PROBLEM:
Copy the lines exactly. Begin at the first line of the data and stop after the line with "static TRACING: Lazy<()>".

RECORD EXTRACTS Start Marker

use std::sync::{Arc, Mutex};

use once_cell::sync::Lazy;
use sapsap_forms::{
    configuration::{Settings, get_configuration},
    startup::Application,
    telemetry::{get_subscriber, init_subscriber},
};
use secrecy::SecretString;
use wiremock::{
    Mock, MockServer, ResponseTemplate,
    matchers::{method, path},
};

static TRACING: Lazy<()> = Lazy::new(|| {
    let default_filter_level = "info".to_string();
    let subscriber_name = "test".to_string();

    if std::env::var("TEST_LOG").is_ok() {
        let subscriber = get_subscriber(subscriber_name, default_filter_level, std::io::stdout);
        init_subscriber(subscriber);
    } else {
        let subscriber = get_subscriber(subscriber_name, default_filter_level, std::io::sink);
        init_subscriber(subscriber);
    }
});

pub const TEST_AUDIENCE_ID: &str = "78261eea-8f8b-4381-83c6-79fa7120f1cf";

pub struct TestApp {
    pub address: String,
    pub email_server: MockServer,
    pub api_client: reqwest::Client,
}

impl TestApp {
    pub async fn post_json(&self, route: &str, body: &serde_json::Value) -> reqwest::Response {
        self.api_client
            .post(format!("{}{route}", &self.address))
            .json(body)
            .send()
            .await
            .expect("Failed to execute request.")
    }

    pub async fn post_raw(&self, route: &str, body: &'static str) -> reqwest::Response {
        self.api_client
            .post(format!("{}{route}", &self.address))
            .header("Content-Type", "text/plain")
            .body(body)
            .send()
            .await
            .expect("Failed to execute request.")
    }

    pub async fn post_waitlist(&self, body: &serde_json::Value) -> reqwest::Response {
        self.post_json("/waitlist", body).await
    }

    pub async fn post_influencer_application(
        &self,
        body: &serde_json::Value,
    ) -> reqwest::Response {
        self.post_json("/influencer-application", body).await
    }

    pub async fn request(
        &self,
        method: reqwest::Method,
        route: &str,
        origin: Option<&str>,
    ) -> reqwest::Response {
        let mut request = self
            .api_client
            .request(method, format!("{}{route}", &self.address));
        if let Some(origin) = origin {
            request = request.header("Origin", origin);
        }
        request.send().await.expect("Failed to execute request.")
    }

    /// Serves the audience API from an in-memory contact list.
    pub async fn mount_audience(&self) -> InMemoryAudience {
        let audience = InMemoryAudience::default();
        Mock::given(method("POST"))
            .and(path(format!("/audiences/{TEST_AUDIENCE_ID}/contacts")))
            .respond_with(audience.clone())
            .mount(&self.email_server)
            .await;
        audience
    }

    pub async fn sent_emails(&self) -> Vec<serde_json::Value> {
        self.email_server
            .received_requests()
            .await
            .unwrap()
            .into_iter()
            .filter(|r| r.url.path() == "/emails")
            .map(|r| serde_json::from_slice(&r.body).unwrap())
            .collect()
    }
}

/// Stores contacts exactly as received and rejects repeats the way the
/// provider does.
#[derive(Clone, Default)]
pub struct InMemoryAudience {
    contacts: Arc<Mutex<Vec<String>>>,
}

impl InMemoryAudience {
    pub fn contacts(&self) -> Vec<String> {
        self.contacts.lock().unwrap().clone()
    }
}

impl wiremock::Respond for InMemoryAudience {
    fn respond(&self, request: &wiremock::Request) -> ResponseTemplate {
        let body: serde_json::Value = serde_json::from_slice(&request.body).unwrap_or_default();
        let email = body["email"].as_str().unwrap_or_default().to_string();

        let mut contacts = self.contacts.lock().unwrap();
        if contacts.contains(&email) {
            return ResponseTemplate::new(422).set_body_json(serde_json::json!({
                "statusCode": 422,
                "name": "validation_error",
                "message": "Contact already exists"
            }));
        }
        contacts.push(email);

        ResponseTemplate::new(201).set_body_json(serde_json::json!({
            "object": "contact",
            "id": uuid::Uuid::new_v4().to_string()
        }))
    }
}

pub fn valid_application() -> serde_json::Value {
    serde_json::json!({
        "fullName": "Ursula Le Guin",
        "email": "ursula_le_guin@gmail.com",
        "socialHandle": "@ursula",
        "platform": "instagram",
        "niche": "Language learning",
        "followerRange": "100k-500k",
        "message": "I would love to narrate SAPSAP stories for my audience."
    })
}

pub async fn spawn_app() -> TestApp {
    spawn_app_with(|_| {}).await
}

/// Spawns the application against a mock provider. `configure` runs after the
/// test defaults are applied.
pub async fn spawn_app_with(configure: impl FnOnce(&mut Settings)) -> TestApp {
    Lazy::force(&TRACING);

    let email_server = MockServer::start().await;

    let mut config = get_configuration().expect("Failed to read configuration");
    config.app.host = "127.0.0.1".into();
    config.app.port = 0;
    config.email_client.base_url = email_server.uri();
    config.email_client.api_key = Some(SecretString::from("re_test_key"));
    config.waitlist.audience_id = Some(TEST_AUDIENCE_ID.into());
    config.waitlist.admin_recipients = String::new();
    config.waitlist.admin_notifications_enabled = false;
    config.influencer.admin_recipients = Some("partners@sapsap.com, ops@sapsap.com".into());
    config.cors.allowed_origins = "*".into();
    configure(&mut config);

    let app = Application::build(config)
        .await
        .expect("Failed to build application.");
    let address = format!("http://127.0.0.1:{}", app.get_port());
    let _ = tokio::spawn(app.run_until_stopped());

    TestApp {
        address,
        email_server,
        api_client: reqwest::Client::new(),
    }
}
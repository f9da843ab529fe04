mod helpers;
mod influencer_application;
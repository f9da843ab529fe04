pub mod audience;
pub mod configuration;
pub mod cors;
pub mod domain;
pub mod email_client;
pub mod email_templates;
pub mod notifier;
pub mod pipelines;
pub mod routes;
pub mod startup;
pub mod telemetry;
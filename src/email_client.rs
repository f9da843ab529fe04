use std::time::Duration;

use reqwest::{Client, StatusCode, Url};
use secrecy::{ExposeSecret, SecretString};
use serde::{Deserialize, Serialize};

use crate::domain::{ContactEmail, Mailbox};

/// HTTP client for a Resend-compatible email and audience API.
#[derive(Clone)]
pub struct EmailClient {
    http_client: Client,
    base_url: Url,
    auth_token: SecretString,
}

#[derive(thiserror::Error, Debug)]
pub enum EmailClientError {
    /// The provider answered with a non-success status. `message` is the
    /// provider's own wording.
    #[error("{message}")]
    Rejected {
        status: StatusCode,
        name: Option<String>,
        message: String,
    },
    #[error(transparent)]
    Transport(#[from] reqwest::Error),
    #[error("Failed to build the email api url: {0}")]
    Url(String),
}

/// An email ready to be handed to the provider.
#[derive(Debug, Serialize)]
pub struct OutgoingEmail<'a> {
    pub from: &'a str,
    pub to: Vec<&'a str>,
    pub subject: &'a str,
    pub html: &'a str,
    #[serde(skip_serializing_if = "Option::is_none")]
    pub reply_to: Option<&'a str>,
}

impl<'a> OutgoingEmail<'a> {
    pub fn new(from: &'a Mailbox, to: Vec<&'a ContactEmail>, subject: &'a str, html: &'a str) -> Self {
        Self {
            from: from.as_ref(),
            to: to.into_iter().map(AsRef::as_ref).collect(),
            subject,
            html,
            reply_to: None,
        }
    }

    pub fn reply_to(mut self, address: &'a ContactEmail) -> Self {
        self.reply_to = Some(address.as_ref());
        self
    }
}

#[derive(Serialize)]
struct CreateContactRequest<'a> {
    email: &'a str,
    unsubscribed: bool,
}

#[derive(Deserialize)]
struct ProviderErrorBody {
    name: Option<String>,
    message: Option<String>,
}

impl EmailClient {
    pub fn new(
        base_url: Url,
        auth_token: SecretString,
        timeout: Option<Duration>,
    ) -> Result<Self, reqwest::Error> {
        let mut builder = Client::builder();
        if let Some(timeout) = timeout {
            builder = builder.timeout(timeout);
        }

        Ok(Self {
            http_client: builder.build()?,
            base_url,
            auth_token,
        })
    }

    #[tracing::instrument(name = "Sending an email through the provider", skip_all, fields(subject = %email.subject))]
    pub async fn send_email(&self, email: &OutgoingEmail<'_>) -> Result<(), EmailClientError> {
        let url = self.endpoint("emails")?;
        self.post(url, email).await
    }

    #[tracing::instrument(name = "Creating an audience contact", skip(self))]
    pub async fn create_contact(
        &self,
        audience_id: &str,
        email: &ContactEmail,
    ) -> Result<(), EmailClientError> {
        let url = self.endpoint(&format!("audiences/{audience_id}/contacts"))?;
        let body = CreateContactRequest {
            email: email.as_ref(),
            unsubscribed: false,
        };
        self.post(url, &body).await
    }

    fn endpoint(&self, route: &str) -> Result<Url, EmailClientError> {
        self.base_url
            .join(route)
            .map_err(|e| EmailClientError::Url(format!("{route}: {e}")))
    }

    async fn post<T: Serialize + ?Sized>(&self, url: Url, body: &T) -> Result<(), EmailClientError> {
        let response = self
            .http_client
            .post(url)
            .bearer_auth(self.auth_token.expose_secret())
            .json(body)
            .send()
            .await?;

        let status = response.status();
        if status.is_success() {
            return Ok(());
        }

        let body = response.text().await?;
        Err(rejection(status, &body))
    }
}

/// Turns an error response into [`EmailClientError::Rejected`], keeping the
/// provider's `message` when the body carries one.
fn rejection(status: StatusCode, body: &str) -> EmailClientError {
    let parsed = serde_json::from_str::<ProviderErrorBody>(body).ok();
    let name = parsed.as_ref().and_then(|b| b.name.clone());
    let message = parsed
        .and_then(|b| b.message)
        .or_else(|| Some(body.trim().to_string()).filter(|b| !b.is_empty()))
        .unwrap_or_else(|| {
            format!(
                "Email provider responded with {}",
                status.canonical_reason().unwrap_or(status.as_str())
            )
        });

    EmailClientError::Rejected {
        status,
        name,
        message,
    }
}
use actix_web::{HttpResponse, web};
use uuid::Uuid;

use super::{SubmissionError, SubmissionResult, helpers::read_body};
use crate::{
    domain::{Choice, InfluencerApplication, Payload},
    pipelines::{InfluencerPipeline, Pipeline},
};

pub const INFLUENCER_NOT_CONFIGURED: &str = "Influencer application pipeline is not configured";

#[tracing::instrument(
    name = "Submitting an influencer application",
    skip(body, pipeline),
    fields(
        submission_id = %Uuid::new_v4(),
        applicant_email = tracing::field::Empty,
        platform = tracing::field::Empty
    )
)]
pub async fn submit_influencer_application(
    body: web::Payload,
    pipeline: web::Data<Pipeline<InfluencerPipeline>>,
) -> Result<HttpResponse, SubmissionError> {
    let pipeline = pipeline
        .as_ready()
        .ok_or(SubmissionError::NotConfigured(INFLUENCER_NOT_CONFIGURED))?;

    let body = read_body(body).await?;
    let payload = Payload::parse(&body).map_err(SubmissionError::InvalidPayload)?;
    let application =
        InfluencerApplication::parse(&payload).map_err(SubmissionError::InvalidPayload)?;
    let span = tracing::Span::current();
    span.record("applicant_email", tracing::field::display(&application.email));
    span.record("platform", application.platform.as_str());

    pipeline
        .notifier
        .notify_application(&application)
        .await
        .map_err(|e| SubmissionError::DeliveryError(e.into()))?;

    Ok(HttpResponse::Ok().json(SubmissionResult::accepted()))
}
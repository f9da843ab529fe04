//! Everything a submission endpoint needs from the outside world, resolved
//! once from [`Settings`] at startup.
//!
//! A form whose credentials are missing still gets a pipeline, in the
//! [`Pipeline::NotConfigured`] state, so the server can start and answer
//! preflight requests while reporting the form as unavailable.

use std::sync::Arc;

use anyhow::Context;

use crate::{
    audience::{AudienceRegistrar, ResendAudience},
    configuration::{Settings, recipients, sender},
    email_client::EmailClient,
    email_templates::EmailTemplates,
    notifier::Notifier,
};

pub enum Pipeline<T> {
    Ready(T),
    NotConfigured,
}

impl<T> Pipeline<T> {
    pub fn as_ready(&self) -> Option<&T> {
        match self {
            Pipeline::Ready(pipeline) => Some(pipeline),
            Pipeline::NotConfigured => None,
        }
    }

    pub fn is_ready(&self) -> bool {
        self.as_ready().is_some()
    }
}

pub struct WaitlistPipeline {
    pub audience: Arc<dyn AudienceRegistrar>,
    /// Present when admin notifications are enabled.
    pub notifier: Option<Notifier>,
}

pub struct InfluencerPipeline {
    pub notifier: Notifier,
}

impl WaitlistPipeline {
    pub fn from_settings(
        config: &Settings,
        client: Option<&EmailClient>,
        templates: &EmailTemplates,
    ) -> Result<Pipeline<Self>, anyhow::Error> {
        let (Some(client), Some(audience_id)) = (
            client,
            config
                .waitlist
                .audience_id
                .as_deref()
                .map(str::trim)
                .filter(|id| !id.is_empty()),
        ) else {
            tracing::warn!("Waitlist is not configured: an API key and an audience id are required");
            return Ok(Pipeline::NotConfigured);
        };

        let audience: Arc<dyn AudienceRegistrar> = Arc::new(ResendAudience::new(
            client.clone(),
            audience_id.to_string(),
        ));

        let notifier = if config.waitlist.admin_notifications_enabled {
            let admins = recipients(&config.waitlist.admin_recipients)
                .map_err(anyhow::Error::msg)
                .context("Invalid waitlist admin recipients")?;
            if admins.is_empty() {
                tracing::warn!(
                    "Waitlist is not configured: admin notifications are enabled without recipients"
                );
                return Ok(Pipeline::NotConfigured);
            }
            let from = sender(
                config.waitlist.sender.as_deref(),
                &config.email_client.default_sender,
            )
            .map_err(anyhow::Error::msg)
            .context("Invalid waitlist sender")?;
            Some(
                Notifier::new(Arc::new(client.clone()), from, admins, templates.clone())
                    .map_err(anyhow::Error::msg)?,
            )
        } else {
            None
        };

        Ok(Pipeline::Ready(Self { audience, notifier }))
    }
}

impl InfluencerPipeline {
    pub fn from_settings(
        config: &Settings,
        client: Option<&EmailClient>,
        templates: &EmailTemplates,
    ) -> Result<Pipeline<Self>, anyhow::Error> {
        let admins = recipients(
            config
                .influencer
                .admin_recipients
                .as_deref()
                .unwrap_or_default(),
        )
        .map_err(anyhow::Error::msg)
        .context("Invalid influencer admin recipients")?;

        let Some(client) = client.filter(|_| !admins.is_empty()) else {
            tracing::warn!(
                "Influencer applications are not configured: an API key and admin recipients are required"
            );
            return Ok(Pipeline::NotConfigured);
        };

        let from = sender(
            config.influencer.sender.as_deref(),
            &config.email_client.default_sender,
        )
        .map_err(anyhow::Error::msg)
        .context("Invalid influencer sender")?;
        let notifier = Notifier::new(Arc::new(client.clone()), from, admins, templates.clone())
            .map_err(anyhow::Error::msg)?;

        Ok(Pipeline::Ready(Self { notifier }))
    }
}
use actix_web::{HttpResponse, ResponseError, http::StatusCode};

use super::{super::helpers::error_chain_fmt, types::SubmissionResult};

#[derive(thiserror::Error)]
pub enum SubmissionError {
    /// Required credentials or identifiers are missing from the deployment.
    #[error("{0}")]
    NotConfigured(&'static str),
    #[error("{0}")]
    InvalidPayload(String),
    #[error("Payload must not exceed {0} bytes")]
    PayloadTooLarge(usize),
    /// The provider failed; its message is passed through as-is.
    #[error(transparent)]
    DeliveryError(#[from] anyhow::Error),
}

impl std::fmt::Debug for SubmissionError {
    fn fmt(&self, f: &mut std::fmt::Formatter<'_>) -> std::fmt::Result {
        error_chain_fmt(self, f)
    }
}

impl ResponseError for SubmissionError {
    fn status_code(&self) -> StatusCode {
        match self {
            SubmissionError::NotConfigured(_) => StatusCode::INTERNAL_SERVER_ERROR,
            SubmissionError::InvalidPayload(_) => StatusCode::BAD_REQUEST,
            SubmissionError::PayloadTooLarge(_) => StatusCode::PAYLOAD_TOO_LARGE,
            SubmissionError::DeliveryError(_) => StatusCode::INTERNAL_SERVER_ERROR,
        }
    }

    fn error_response(&self) -> HttpResponse {
        HttpResponse::build(self.status_code()).json(SubmissionResult::failure(self.to_string()))
    }
}
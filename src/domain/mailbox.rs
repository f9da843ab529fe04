use validator::ValidateEmail;

/// A sender address, either `addr@domain` or `Display Name <addr@domain>`.
#[derive(Debug, Clone, PartialEq, Eq)]
pub struct Mailbox(String);

impl Mailbox {
    pub fn parse(s: String) -> Result<Self, String> {
        let trimmed = s.trim();
        let address = match (trimmed.find('<'), trimmed.strip_suffix('>')) {
            (Some(start), Some(rest)) => &rest[start + 1..],
            (None, None) => trimmed,
            _ => return Err(format!("{s} is not a valid mailbox.")),
        };

        if !address.validate_email() {
            return Err(format!("{s} is not a valid mailbox."));
        }
        Ok(Self(trimmed.to_string()))
    }
}

impl AsRef<str> for Mailbox {
    fn as_ref(&self) -> &str {
        &self.0
    }
}

impl TryFrom<String> for Mailbox {
    type Error = String;
    fn try_from(value: String) -> Result<Self, Self::Error> {
        Mailbox::parse(value)
    }
}
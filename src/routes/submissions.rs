mod errors;
mod types;

pub use errors::SubmissionError;
pub use types::SubmissionResult;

RECORD EXTRACTS End Marker

ANSWER BOX:
use std::sync::{Arc, Mutex};

use once_cell::sync::Lazy;
use sapsap_forms::{
    configuration::{Settings, get_configuration},
    startup::Application,
    telemetry::{get_subscriber, init_subscriber},
};
use secrecy::SecretString;
use wiremock::{
    Mock, MockServer, ResponseTemplate,
    matchers::{method, path},
};

static TRACING: Lazy<()> = Lazy::new(|| {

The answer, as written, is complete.